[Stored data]
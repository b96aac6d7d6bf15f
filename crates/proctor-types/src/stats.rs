//! Aggregated violation statistics
//!
//! Per-type counts are authoritative; `total_violations` is always derivable
//! from them and is repaired whenever the two disagree.

use crate::ViolationType;
use serde::{Deserialize, Serialize};

/// Confirmed hard violations per kind (`violationTypes`)
#[derive(Debug, Clone, Copy, Default, PartialEq, Eq, Serialize, Deserialize)]
#[serde(rename_all = "camelCase", default)]
pub struct ViolationBreakdown {
    pub looking_left: u32,
    pub looking_right: u32,
    pub face_not_detected: u32,
    pub multiple_faces: u32,
}

impl ViolationBreakdown {
    pub fn get(&self, kind: ViolationType) -> u32 {
        match kind {
            ViolationType::LookingLeft => self.looking_left,
            ViolationType::LookingRight => self.looking_right,
            ViolationType::FaceNotDetected => self.face_not_detected,
            ViolationType::MultipleFaces => self.multiple_faces,
        }
    }

    fn slot(&mut self, kind: ViolationType) -> &mut u32 {
        match kind {
            ViolationType::LookingLeft => &mut self.looking_left,
            ViolationType::LookingRight => &mut self.looking_right,
            ViolationType::FaceNotDetected => &mut self.face_not_detected,
            ViolationType::MultipleFaces => &mut self.multiple_faces,
        }
    }

    pub fn set(&mut self, kind: ViolationType, value: u32) {
        *self.slot(kind) = value;
    }

    pub fn increment(&mut self, kind: ViolationType) {
        let slot = self.slot(kind);
        *slot = slot.saturating_add(1);
    }

    pub fn sum(&self) -> u32 {
        ViolationType::ALL
            .iter()
            .fold(0u32, |acc, kind| acc.saturating_add(self.get(*kind)))
    }

    /// Per-kind maximum of two breakdowns
    pub fn merge_max(&self, other: &ViolationBreakdown) -> ViolationBreakdown {
        let mut merged = *self;
        for kind in ViolationType::ALL {
            merged.set(kind, self.get(kind).max(other.get(kind)));
        }
        merged
    }
}

/// Aggregate cheating evidence for one exam session
#[derive(Debug, Clone, Copy, Default, PartialEq, Eq, Serialize, Deserialize)]
#[serde(rename_all = "camelCase")]
pub struct ViolationStats {
    pub total_violations: u32,
    /// Soft signals; never part of `total_violations`
    #[serde(default)]
    pub total_warnings: u32,
    #[serde(default)]
    pub violation_types: ViolationBreakdown,
}

impl ViolationStats {
    /// Record one confirmed event
    pub fn apply(&mut self, kind: ViolationType, is_warning: bool) {
        if is_warning {
            self.total_warnings = self.total_warnings.saturating_add(1);
        } else {
            self.violation_types.increment(kind);
        }
        self.repair();
    }

    pub fn is_consistent(&self) -> bool {
        self.total_violations == self.violation_types.sum()
    }

    /// Recompute the total from the per-type sum.
    /// Returns the previous total if it had to be corrected.
    pub fn repair(&mut self) -> Option<u32> {
        let sum = self.violation_types.sum();
        if self.total_violations == sum {
            return None;
        }
        let previous = self.total_violations;
        self.total_violations = sum;
        Some(previous)
    }

    /// Monotonic merge: per-kind maximum, warnings maximum, total re-derived
    pub fn merge_max(&self, other: &ViolationStats) -> ViolationStats {
        let mut merged = ViolationStats {
            total_violations: 0,
            total_warnings: self.total_warnings.max(other.total_warnings),
            violation_types: self.violation_types.merge_max(&other.violation_types),
        };
        merged.repair();
        merged
    }
}

#[cfg(test)]
mod tests {
    use super::*;
    use proptest::prelude::*;

    #[test]
    fn test_warning_does_not_count() {
        let mut stats = ViolationStats::default();
        stats.apply(ViolationType::LookingLeft, true);
        stats.apply(ViolationType::MultipleFaces, false);

        assert_eq!(stats.total_warnings, 1);
        assert_eq!(stats.total_violations, 1);
        assert_eq!(stats.violation_types.looking_left, 0);
        assert_eq!(stats.violation_types.multiple_faces, 1);
    }

    #[test]
    fn test_repair_prefers_per_type_sum() {
        let mut stats = ViolationStats {
            total_violations: 9,
            total_warnings: 0,
            violation_types: ViolationBreakdown {
                looking_left: 3,
                looking_right: 2,
                face_not_detected: 2,
                multiple_faces: 0,
            },
        };

        assert_eq!(stats.repair(), Some(9));
        assert_eq!(stats.total_violations, 7);
        assert_eq!(stats.repair(), None);
    }

    #[test]
    fn test_deserialize_without_warnings() {
        let json = r#"{"totalViolations":2,"violationTypes":{"lookingLeft":1,"faceNotDetected":1}}"#;
        let stats: ViolationStats = serde_json::from_str(json).unwrap();

        assert_eq!(stats.total_warnings, 0);
        assert_eq!(stats.violation_types.looking_right, 0);
        assert!(stats.is_consistent());
    }

    #[test]
    fn test_serialized_shape() {
        let mut stats = ViolationStats::default();
        stats.apply(ViolationType::FaceNotDetected, false);
        let value = serde_json::to_value(stats).unwrap();

        assert_eq!(value["totalViolations"], 1);
        assert_eq!(value["violationTypes"]["faceNotDetected"], 1);
        assert_eq!(value["violationTypes"]["multipleFaces"], 0);
    }

    fn arb_event() -> impl Strategy<Value = (ViolationType, bool)> {
        (0usize..4, any::<bool>()).prop_map(|(i, w)| (ViolationType::ALL[i], w))
    }

    proptest! {
        #[test]
        fn total_matches_per_type_sum(events in proptest::collection::vec(arb_event(), 0..64)) {
            let mut stats = ViolationStats::default();
            for (kind, warning) in events {
                stats.apply(kind, warning);
                prop_assert!(stats.is_consistent());
            }
        }

        #[test]
        fn merge_is_monotonic(
            a in proptest::collection::vec(arb_event(), 0..16),
            b in proptest::collection::vec(arb_event(), 0..16),
        ) {
            let mut left = ViolationStats::default();
            let mut right = ViolationStats::default();
            for (kind, warning) in a { left.apply(kind, warning); }
            for (kind, warning) in b { right.apply(kind, warning); }

            let merged = left.merge_max(&right);
            prop_assert!(merged.is_consistent());
            prop_assert!(merged.total_violations >= left.total_violations.max(right.total_violations));
        }
    }
}
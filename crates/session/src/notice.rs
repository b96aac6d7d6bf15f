//! Outbound surfaces: UI notices, audit events, and the submission client

use crate::SubmitError;
use proctor_types::ExamId;
use reconciler::SubmissionEvidence;
use serde::{Deserialize, Serialize};
use std::fmt;
use tracing::{info, warn};
use uuid::Uuid;

/// Why a session ended
#[derive(Debug, Clone, Copy, PartialEq, Eq, Serialize, Deserialize)]
#[serde(rename_all = "snake_case")]
pub enum TerminationReason {
    /// Candidate submitted
    Manual,
    TimeExpired,
    TabSwitchLimit,
    FaceViolationLimit,
}

impl TerminationReason {
    pub fn as_str(&self) -> &'static str {
        match self {
            TerminationReason::Manual => "manual",
            TerminationReason::TimeExpired => "time_expired",
            TerminationReason::TabSwitchLimit => "tab_switch_limit",
            TerminationReason::FaceViolationLimit => "face_violation_limit",
        }
    }

    /// Message shown when the exam closes
    pub fn message(&self) -> &'static str {
        match self {
            TerminationReason::Manual => "Exam submitted.",
            TerminationReason::TimeExpired => "Time is up. Your exam has been submitted.",
            TerminationReason::TabSwitchLimit => {
                "Your exam has been terminated due to excessive tab switching."
            }
            TerminationReason::FaceViolationLimit => {
                "Your exam has been terminated due to repeated proctoring violations."
            }
        }
    }
}

impl fmt::Display for TerminationReason {
    fn fmt(&self, f: &mut fmt::Formatter<'_>) -> fmt::Result {
        f.write_str(self.as_str())
    }
}

/// Candidate-facing notification
#[derive(Debug, Clone, PartialEq)]
pub enum Notice {
    /// Toast text
    Warning(String),
    /// Camera status line changed
    StatusChanged(String),
    Terminated {
        reason: TerminationReason,
        message: String,
    },
    Submitted(SubmissionEvidence),
    SubmissionFailed(String),
}

/// Audit record for a confirmed hard violation or a tab switch
#[derive(Debug, Clone, PartialEq, Eq, Serialize, Deserialize)]
#[serde(rename_all = "camelCase")]
pub struct ProctorEvent {
    pub session_id: Uuid,
    pub exam_id: ExamId,
    /// `looking_left`, `multiple_faces`, `tab_switch`, ...
    pub kind: String,
    pub at_ms: i64,
    /// Time spent away, for tab switches
    #[serde(skip_serializing_if = "Option::is_none")]
    pub away_ms: Option<i64>,
}

/// Sink for notices and audit events
pub trait Notifier: Send + Sync {
    fn notify(&self, notice: &Notice);

    fn record_event(&self, _event: &ProctorEvent) {}
}

/// Exam submission API
pub trait SubmissionClient: Send + Sync {
    fn submit(&self, exam_id: &ExamId, payload: &SubmissionPayload) -> Result<(), SubmitError>;
}

/// Body of the submission request
#[derive(Debug, Clone, PartialEq, Serialize, Deserialize)]
pub struct SubmissionPayload {
    pub answers: serde_json::Value,
    #[serde(flatten)]
    pub evidence: SubmissionEvidence,
}

/// Notifier that only logs
#[derive(Debug, Clone, Copy, Default)]
pub struct TracingNotifier;

impl Notifier for TracingNotifier {
    fn notify(&self, notice: &Notice) {
        match notice {
            Notice::Warning(text) => warn!("Notice: {}", text),
            Notice::StatusChanged(status) => info!("Camera status: {}", status),
            Notice::Terminated { reason, message } => {
                warn!("Session terminated ({}): {}", reason, message)
            }
            Notice::Submitted(evidence) => info!(
                "Submitted with {} violations, {} tab switches",
                evidence.face_detection_violations, evidence.tab_switch_count
            ),
            Notice::SubmissionFailed(e) => warn!("Submission failed: {}", e),
        }
    }

    fn record_event(&self, event: &ProctorEvent) {
        info!(
            session = %event.session_id,
            exam = %event.exam_id,
            "Proctor event {} at {}",
            event.kind,
            event.at_ms
        );
    }
}
//! Face monitor configuration

use crate::MonitorError;
use serde::{Deserialize, Serialize};

/// Face monitor configuration
#[derive(Debug, Clone, PartialEq, Serialize, Deserialize)]
#[serde(default)]
pub struct MonitorConfig {
    /// Max eye-to-ear horizontal gap (normalized) that still counts as turned away
    pub gaze_threshold: f64,

    /// Identical consecutive signals required before confirming
    pub consecutive_threshold: u32,

    /// Minimum time between two confirmations (milliseconds)
    pub throttle_ms: i64,

    /// Looking left is only a warning while the right eye is still past this x
    pub left_warning_right_eye_x: f64,

    /// Looking right is only a warning while the left eye is still before this x
    pub right_warning_left_eye_x: f64,
}

impl Default for MonitorConfig {
    fn default() -> Self {
        Self {
            gaze_threshold: 0.05,
            consecutive_threshold: 3,
            throttle_ms: 2000,
            left_warning_right_eye_x: 0.3,
            right_warning_left_eye_x: 0.7,
        }
    }
}

impl MonitorConfig {
    /// More sensitive detection (fewer repeats, shorter throttle)
    pub fn strict() -> Self {
        Self {
            consecutive_threshold: 2,
            throttle_ms: 1500,
            ..Default::default()
        }
    }

    /// Less sensitive detection
    pub fn lenient() -> Self {
        Self {
            gaze_threshold: 0.025,
            consecutive_threshold: 5,
            throttle_ms: 3000,
            ..Default::default()
        }
    }

    pub fn validate(&self) -> Result<(), MonitorError> {
        if self.consecutive_threshold == 0 {
            return Err(MonitorError::Config(
                "consecutive_threshold must be at least 1".into(),
            ));
        }
        if self.throttle_ms < 0 {
            return Err(MonitorError::Config("throttle_ms must not be negative".into()));
        }
        for (name, value) in [
            ("gaze_threshold", self.gaze_threshold),
            ("left_warning_right_eye_x", self.left_warning_right_eye_x),
            ("right_warning_left_eye_x", self.right_warning_left_eye_x),
        ] {
            if !value.is_finite() {
                return Err(MonitorError::Config(format!("{} must be finite", name)));
            }
        }
        Ok(())
    }
}
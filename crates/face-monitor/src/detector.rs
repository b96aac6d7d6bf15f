//! Landmark classification
//!
//! Turns one detection result from the external face detector into a raw
//! signal. Pure: no state, no side effects.

use crate::MonitorConfig;
use proctor_types::{RawSignal, ViolationType};
use serde::{Deserialize, Serialize};

/// Landmarks per face, in detector order
pub const LANDMARK_COUNT: usize = 6;

const LEFT_EYE: usize = 0;
const RIGHT_EYE: usize = 1;
const LEFT_EAR: usize = 4;
const RIGHT_EAR: usize = 5;

/// Normalized image coordinate
#[derive(Debug, Clone, Copy, PartialEq, Serialize, Deserialize)]
pub struct Landmark {
    pub x: f64,
    pub y: f64,
}

impl Landmark {
    pub fn new(x: f64, y: f64) -> Self {
        Self { x, y }
    }
}

/// Landmarks of one detected face:
/// Left Eye, Right Eye, Mouth, Nose, Left Ear, Right Ear
#[derive(Debug, Clone, Default, PartialEq, Serialize, Deserialize)]
#[serde(transparent)]
pub struct FaceLandmarks {
    pub points: Vec<Landmark>,
}

impl FaceLandmarks {
    pub fn new(points: Vec<Landmark>) -> Self {
        Self { points }
    }

    fn x(&self, index: usize) -> Option<f64> {
        self.points.get(index).map(|p| p.x).filter(|x| x.is_finite())
    }
}

/// One detection result (zero or more faces)
#[derive(Debug, Clone, Default, PartialEq, Serialize, Deserialize)]
pub struct DetectionFrame {
    pub faces: Vec<FaceLandmarks>,
}

impl DetectionFrame {
    pub fn new(faces: Vec<FaceLandmarks>) -> Self {
        Self { faces }
    }

    pub fn empty() -> Self {
        Self::default()
    }
}

/// Result of classifying one frame
#[derive(Debug, Clone, Copy, PartialEq, Default)]
pub struct Classification {
    pub signal: RawSignal,
    /// Near the gaze boundary; a confirmation from this frame is a warning
    pub borderline: bool,
    /// Landmarks were incomplete or non-finite
    pub undecodable: bool,
}

impl Classification {
    fn signal(signal: RawSignal) -> Self {
        Self {
            signal,
            ..Default::default()
        }
    }
}

/// Classify a single detection frame
pub fn classify(frame: &DetectionFrame, config: &MonitorConfig) -> Classification {
    let face = match frame.faces.as_slice() {
        [] => return Classification::signal(RawSignal::Violation(ViolationType::FaceNotDetected)),
        [face] => face,
        _ => return Classification::signal(RawSignal::Violation(ViolationType::MultipleFaces)),
    };

    let coords = if face.points.len() < LANDMARK_COUNT {
        None
    } else {
        face.x(LEFT_EYE)
            .zip(face.x(RIGHT_EYE))
            .zip(face.x(LEFT_EAR).zip(face.x(RIGHT_EAR)))
    };

    let Some(((left_eye, right_eye), (left_ear, right_ear))) = coords else {
        return Classification {
            undecodable: true,
            ..Default::default()
        };
    };

    let left_gap = left_eye - left_ear;
    let right_gap = right_ear - right_eye;

    if left_gap <= config.gaze_threshold {
        Classification {
            signal: RawSignal::Violation(ViolationType::LookingLeft),
            borderline: right_eye > config.left_warning_right_eye_x,
            undecodable: false,
        }
    } else if right_gap <= config.gaze_threshold {
        Classification {
            signal: RawSignal::Violation(ViolationType::LookingRight),
            borderline: left_eye < config.right_warning_left_eye_x,
            undecodable: false,
        }
    } else {
        Classification::default()
    }
}
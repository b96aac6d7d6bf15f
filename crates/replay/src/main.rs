//! Proctoring Trace Replay - Main Entry Point

use anyhow::Context;
use clap::Parser;
use metrics_exporter_prometheus::PrometheusBuilder;
use replay::{init_logging, parse_trace, replay, EngineConfig};
use std::io::Cursor;
use std::path::PathBuf;
use std::sync::Arc;
use storage::{FileStore, MemoryStore, SideStore};
use tracing::info;

#[derive(Parser, Debug)]
#[command(author, version, about)]
struct Args {
    /// JSONL trace to replay
    #[arg(long)]
    trace: PathBuf,

    /// TOML engine configuration
    #[arg(long, env = "PROCTOR_CONFIG")]
    config: Option<PathBuf>,

    /// Durable side-store file; in-memory when omitted
    #[arg(long)]
    store: Option<PathBuf>,

    /// Emit logs as JSON
    #[arg(long)]
    json_logs: bool,

    /// Print Prometheus metrics after the replay
    #[arg(long)]
    metrics: bool,

    #[arg(short, long)]
    verbose: bool,
}

#[tokio::main]
async fn main() -> anyhow::Result<()> {
    let args = Args::parse();
    init_logging(args.json_logs, args.verbose)?;

    info!("=== Proctor Replay v{} ===", env!("CARGO_PKG_VERSION"));

    let metrics = if args.metrics {
        Some(
            PrometheusBuilder::new()
                .install_recorder()
                .context("installing metrics recorder")?,
        )
    } else {
        None
    };

    let config = EngineConfig::load(args.config.as_deref()).context("loading configuration")?;

    let store: Arc<dyn SideStore> = match &args.store {
        Some(path) => Arc::new(
            FileStore::open(path)
                .with_context(|| format!("opening side-store {}", path.display()))?,
        ),
        None => Arc::new(MemoryStore::new()),
    };

    let raw = tokio::fs::read_to_string(&args.trace)
        .await
        .with_context(|| format!("reading trace {}", args.trace.display()))?;
    let lines = parse_trace(Cursor::new(raw))?;

    let report = replay(&lines, &config, store)?;

    match &report.payload {
        Some(payload) => println!("{}", serde_json::to_string_pretty(payload)?),
        None => info!("Trace ended without a submission"),
    }

    if let Some(handle) = metrics {
        print!("{}", handle.render());
    }

    Ok(())
}
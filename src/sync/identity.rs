// src/sync/identity.rs

use uuid::Uuid;

// Mapeamento determinístico de IDs locais do cliente para IDs substitutos
// estáveis. Dois dispositivos que referenciam "cartao-1" no mesmo workspace
// convergem para a mesma linha de storage sem nenhuma coordenação, porque o
// ID é um hash do conteúdo (UUIDv5) e não um sorteio.

// Namespace fixo do projeto para derivação v5. Trocar este valor quebraria
// todos os IDs já derivados.
const SURROGATE_NAMESPACE: Uuid = uuid::uuid!("8f9b2ac4-51de-4e79-9cf3-6a07c1f40b25");

// Separador de unidades entre as partes do nome, para "a"+"bc" nunca colidir
// com "ab"+"c".
const PART_SEPARATOR: char = '\u{1f}';

// Namespaces de entidade usados na derivação e na resolução de referências.
pub const NS_WORKSPACE: &str = "workspace";
pub const NS_CARD: &str = "card";
pub const NS_CATEGORY: &str = "category";
pub const NS_PLAN: &str = "installment_plan";
pub const NS_TRANSACTION: &str = "transaction";

/// Deriva o ID substituto de `parts` dentro de `namespace`. Função pura:
/// entradas idênticas produzem sempre a mesma saída, e os bits de versão
/// (v5) marcam o valor como gerado; no formato, indistinguível de um UUID
/// emitido nativamente.
pub fn surrogate_id(namespace: &str, parts: &[&str]) -> Uuid {
    let mut name = String::with_capacity(
        namespace.len() + parts.iter().map(|p| p.len() + 1).sum::<usize>(),
    );
    name.push_str(namespace);
    for part in parts {
        name.push(PART_SEPARATOR);
        name.push_str(part);
    }
    Uuid::new_v5(&SURROGATE_NAMESPACE, name.as_bytes())
}

/// Distingue valores que já são identificadores de strings locais cruas,
/// para nenhum call site mapear duas vezes.
pub fn is_identifier(value: &str) -> bool {
    Uuid::try_parse(value).is_ok()
}

/// Resolve um ID de entidade escopado ao workspace: UUIDs passam direto,
/// qualquer outra string vira substituto determinístico.
pub fn resolve(namespace: &str, workspace_id: Uuid, raw: &str) -> Uuid {
    match Uuid::try_parse(raw) {
        Ok(id) => id,
        Err(_) => {
            let scope = workspace_id.to_string();
            surrogate_id(namespace, &[&scope, raw])
        }
    }
}

/// Caso especial com namespace "workspace": a chave externa arbitrária do
/// tenant vira o ID interno estável.
pub fn workspace_id(key: &str) -> Uuid {
    match Uuid::try_parse(key) {
        Ok(id) => id,
        Err(_) => surrogate_id(NS_WORKSPACE, &[key]),
    }
}

#[cfg(test)]
mod tests {
    use super::*;

    #[test]
    fn surrogate_id_is_deterministic() {
        let a = surrogate_id("card", &["ws-1", "cartao-1"]);
        let b = surrogate_id("card", &["ws-1", "cartao-1"]);
        assert_eq!(a, b);
    }

    #[test]
    fn namespaces_never_collide() {
        let card = surrogate_id("card", &["x"]);
        let category = surrogate_id("category", &["x"]);
        assert_ne!(card, category);
    }

    #[test]
    fn parts_are_separated() {
        // "a" + "bc" não pode colidir com "ab" + "c"
        assert_ne!(
            surrogate_id("card", &["a", "bc"]),
            surrogate_id("card", &["ab", "c"])
        );
    }

    #[test]
    fn derived_ids_carry_v5_version_bits() {
        let id = surrogate_id("transaction", &["ws", "tx-1"]);
        assert_eq!(id.get_version_num(), 5);
    }

    #[test]
    fn resolve_passes_native_ids_through() {
        let ws = workspace_id("meu-workspace");
        let native = Uuid::new_v4();
        assert_eq!(resolve("card", ws, &native.to_string()), native);
    }

    #[test]
    fn resolve_scopes_by_workspace() {
        let ws_a = workspace_id("workspace-a");
        let ws_b = workspace_id("workspace-b");
        assert_ne!(resolve("card", ws_a, "cartao-1"), resolve("card", ws_b, "cartao-1"));
    }

    #[test]
    fn is_identifier_rejects_raw_strings() {
        assert!(is_identifier("550e8400-e29b-41d4-a716-446655440000"));
        assert!(!is_identifier("cartao-1"));
    }
}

**WHAT THE TASK ASKS**
Each line of the records, from the opening one through the line holding "use crate::ViolationType;", should be restated word for word, with nothing else in the answer.

**WRITTEN SOLUTION**
repository b96aac6d7d6bf15f
filename crates/proctor-types/src/stats.rs
//! Aggregated violation statistics
//!
//! Per-type counts are authoritative; `total_violations` is always derivable
//! from them and is repaired whenever the two disagree.

use crate::ViolationType;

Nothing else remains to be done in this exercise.